Rajiv Kumar, who will take charge as the next vice-chairman of the NITI Aayog, following the resignation of Columbia University academic Arvind Panagariya, has mooted a two-year voluntary national social service scheme for the youth.
The economist, who believes job creation should be the government’s sole priority, has said this will be the most effective means to ‘encourage social cohesion’ and prevent young unemployed persons from falling prey to extremists and other disruptive social forces.

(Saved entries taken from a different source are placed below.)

//! Daily aggregation of sensor readings.
//!
//! Readings for a query window are grouped by UTC calendar day; each channel
//! aggregates over the samples that actually carry a value, and a channel
//! with no values that day stays absent from the output.

use chrono::NaiveDate;
use serde::{Deserialize, Serialize};
use std::collections::BTreeMap;

use crate::db::entities::sensor_reading;

#[derive(Debug, Clone, Default, Serialize, Deserialize)]
#[serde(rename_all = "camelCase")]
pub struct DailyAggregate {
    pub date: NaiveDate,
    pub station_id: String,
    #[serde(skip_serializing_if = "Option::is_none")]
    pub avg_temperature: Option<f64>,
    #[serde(skip_serializing_if = "Option::is_none")]
    pub min_temperature: Option<f64>,
    #[serde(skip_serializing_if = "Option::is_none")]
    pub max_temperature: Option<f64>,
    #[serde(skip_serializing_if = "Option::is_none")]
    pub avg_humidity: Option<f64>,
    #[serde(skip_serializing_if = "Option::is_none")]
    pub min_humidity: Option<f64>,
    #[serde(skip_serializing_if = "Option::is_none")]
    pub max_humidity: Option<f64>,
    #[serde(skip_serializing_if = "Option::is_none")]
    pub avg_light_intensity: Option<f64>,
    #[serde(skip_serializing_if = "Option::is_none")]
    pub avg_wind_speed: Option<f64>,
    #[serde(skip_serializing_if = "Option::is_none")]
    pub avg_pressure: Option<f64>,
    #[serde(skip_serializing_if = "Option::is_none")]
    pub min_pressure: Option<f64>,
    #[serde(skip_serializing_if = "Option::is_none")]
    pub max_pressure: Option<f64>,
    #[serde(skip_serializing_if = "Option::is_none")]
    pub total_rainfall: Option<f64>,
    #[serde(skip_serializing_if = "Option::is_none")]
    pub avg_vpd: Option<f64>,
    #[serde(skip_serializing_if = "Option::is_none")]
    pub avg_soil_moisture1: Option<f64>,
    #[serde(skip_serializing_if = "Option::is_none")]
    pub avg_soil_moisture2: Option<f64>,
}

fn round1(value: f64) -> f64 {
    (value * 10.0).round() / 10.0
}

fn round2(value: f64) -> f64 {
    (value * 100.0).round() / 100.0
}

fn collect(readings: &[&sensor_reading::Model], field: fn(&sensor_reading::Model) -> Option<f64>) -> Vec<f64> {
    readings.iter().filter_map(|r| field(r)).collect()
}

fn avg(values: &[f64]) -> f64 {
    values.iter().sum::<f64>() / values.len() as f64
}

fn min(values: &[f64]) -> f64 {
    values.iter().copied().fold(f64::INFINITY, f64::min)
}

fn max(values: &[f64]) -> f64 {
    values.iter().copied().fold(f64::NEG_INFINITY, f64::max)
}

/// Groups `readings` by UTC day and computes the per-day aggregates, days
/// ascending. Averages round to one decimal (VPD to two, light intensity to
/// an integer); rainfall is summed.
pub fn aggregate_daily(station_id: &str, readings: &[sensor_reading::Model]) -> Vec<DailyAggregate> {
    let mut by_day: BTreeMap<NaiveDate, Vec<&sensor_reading::Model>> = BTreeMap::new();
    for reading in readings {
        by_day
            .entry(reading.timestamp.date_naive())
            .or_default()
            .push(reading);
    }

    by_day
        .into_iter()
        .map(|(date, day_readings)| {
            let mut agg = DailyAggregate {
                date,
                station_id: station_id.to_string(),
                ..Default::default()
            };

            let temps = collect(&day_readings, |r| r.air_temperature);
            if !temps.is_empty() {
                agg.avg_temperature = Some(round1(avg(&temps)));
                agg.min_temperature = Some(min(&temps));
                agg.max_temperature = Some(max(&temps));
            }

            let humidity = collect(&day_readings, |r| r.relative_humidity);
            if !humidity.is_empty() {
                agg.avg_humidity = Some(round1(avg(&humidity)));
                agg.min_humidity = Some(min(&humidity));
                agg.max_humidity = Some(max(&humidity));
            }

            let light = collect(&day_readings, |r| r.light_intensity);
            if !light.is_empty() {
                agg.avg_light_intensity = Some(avg(&light).round());
            }

            let wind = collect(&day_readings, |r| r.wind_speed);
            if !wind.is_empty() {
                agg.avg_wind_speed = Some(round1(avg(&wind)));
            }

            let pressure = collect(&day_readings, |r| r.atmospheric_pressure);
            if !pressure.is_empty() {
                agg.avg_pressure = Some(round1(avg(&pressure)));
                agg.min_pressure = Some(min(&pressure));
                agg.max_pressure = Some(max(&pressure));
            }

            let rainfall = collect(&day_readings, |r| r.rainfall);
            if !rainfall.is_empty() {
                agg.total_rainfall = Some(round1(rainfall.iter().sum()));
            }

            let vpd = collect(&day_readings, |r| r.vpd);
            if !vpd.is_empty() {
                agg.avg_vpd = Some(round2(avg(&vpd)));
            }

            let soil1 = collect(&day_readings, |r| r.soil_moisture1);
            if !soil1.is_empty() {
                agg.avg_soil_moisture1 = Some(round1(avg(&soil1)));
            }

            let soil2 = collect(&day_readings, |r| r.soil_moisture2);
            if !soil2.is_empty() {
                agg.avg_soil_moisture2 = Some(round1(avg(&soil2)));
            }

            agg
        })
        .collect()
}

#[cfg(test)]
mod tests {
    use super::*;
    use chrono::NaiveDateTime;

    fn reading(
        ts: &str,
        temperature: Option<f64>,
        humidity: Option<f64>,
        rainfall: Option<f64>,
    ) -> sensor_reading::Model {
        sensor_reading::Model {
            id: format!("reading-{ts}"),
            station_id: "weather-1".to_string(),
            timestamp: NaiveDateTime::parse_from_str(ts, "%Y-%m-%d %H:%M:%S")
                .unwrap()
                .and_utc(),
            air_temperature: temperature,
            relative_humidity: humidity,
            light_intensity: None,
            wind_direction: None,
            wind_speed: None,
            rainfall,
            atmospheric_pressure: None,
            vpd: None,
            soil_moisture1: None,
            soil_moisture2: None,
        }
    }

    #[test]
    fn empty_input_yields_no_days() {
        assert!(aggregate_daily("weather-1", &[]).is_empty());
    }

    #[test]
    fn groups_by_calendar_day_ascending() {
        let readings = vec![
            reading("2026-08-02 09:00:00", Some(30.0), None, None),
            reading("2026-08-01 09:00:00", Some(20.0), None, None),
            reading("2026-08-01 15:00:00", Some(30.0), None, None),
        ];
        let days = aggregate_daily("weather-1", &readings);
        assert_eq!(days.len(), 2);
        assert_eq!(days[0].date.to_string(), "2026-08-01");
        assert_eq!(days[0].avg_temperature, Some(25.0));
        assert_eq!(days[0].min_temperature, Some(20.0));
        assert_eq!(days[0].max_temperature, Some(30.0));
        assert_eq!(days[1].date.to_string(), "2026-08-02");
        assert_eq!(days[1].avg_temperature, Some(30.0));
    }

    #[test]
    fn missing_values_are_skipped_not_zeroed() {
        let readings = vec![
            reading("2026-08-01 09:00:00", Some(24.0), None, None),
            reading("2026-08-01 12:00:00", None, Some(55.0), None),
            reading("2026-08-01 15:00:00", Some(26.0), Some(65.0), None),
        ];
        let days = aggregate_daily("weather-1", &readings);
        assert_eq!(days[0].avg_temperature, Some(25.0));
        assert_eq!(days[0].avg_humidity, Some(60.0));
        // No rainfall samples at all: the field stays absent.
        assert_eq!(days[0].total_rainfall, None);
        assert_eq!(days[0].avg_soil_moisture1, None);
    }

    #[test]
    fn rainfall_is_summed_other_channels_averaged() {
        let readings = vec![
            reading("2026-08-01 09:00:00", None, None, Some(1.2)),
            reading("2026-08-01 12:00:00", None, None, Some(0.0)),
            reading("2026-08-01 15:00:00", None, None, Some(3.33)),
        ];
        let days = aggregate_daily("weather-1", &readings);
        assert_eq!(days[0].total_rainfall, Some(4.5));
    }

    #[test]
    fn averages_round_to_one_decimal() {
        let readings = vec![
            reading("2026-08-01 09:00:00", Some(24.01), None, None),
            reading("2026-08-01 12:00:00", Some(24.04), None, None),
        ];
        let days = aggregate_daily("weather-1", &readings);
        assert_eq!(days[0].avg_temperature, Some(24.0));
        // min/max keep the raw sample values.
        assert_eq!(days[0].min_temperature, Some(24.01));
        assert_eq!(days[0].max_temperature, Some(24.04));
    }
}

“This would have to be managed by our Armed Forces, as was the case with the National Cadet Corps and have national integration as the principal objectives. The actual deployment can also contribute to building some assets in the rural sector and address rising rural distress by taking up agricultural extension work,” Mr. Kumar has suggested in a book Modi and his Challenges.
Course correction
Released last August, Mr. Kumar had termed the book a modest effort to provide mid-term feedback to Prime Minister Narendra Modi, ‘hopefully in time for a course correction’. Mr. Kumar had termed the inability of a large majority of the PM’s Cabinet colleagues to ‘break out of the inherited business model’ and their ready acceptance of routine bureaucratic responses as the ‘principal weakness’ of Mr. Modi’s stint in Delhi.
“Mr. Modi must realise the limitations of his Gandhinagar experience and take remedial measures before it is too late. India’s demand deficiency is a result of a virtual collapse of external demand and marked slackening of rural domestic demand… An answer will not be found by relying exclusively on the bureaucracy,” he noted.
Mr. Kumar said reforms of public sector banks outlined under the Indradhanush programme fall considerably short of well-considered recommendations such as diluting government equity in them to 50%.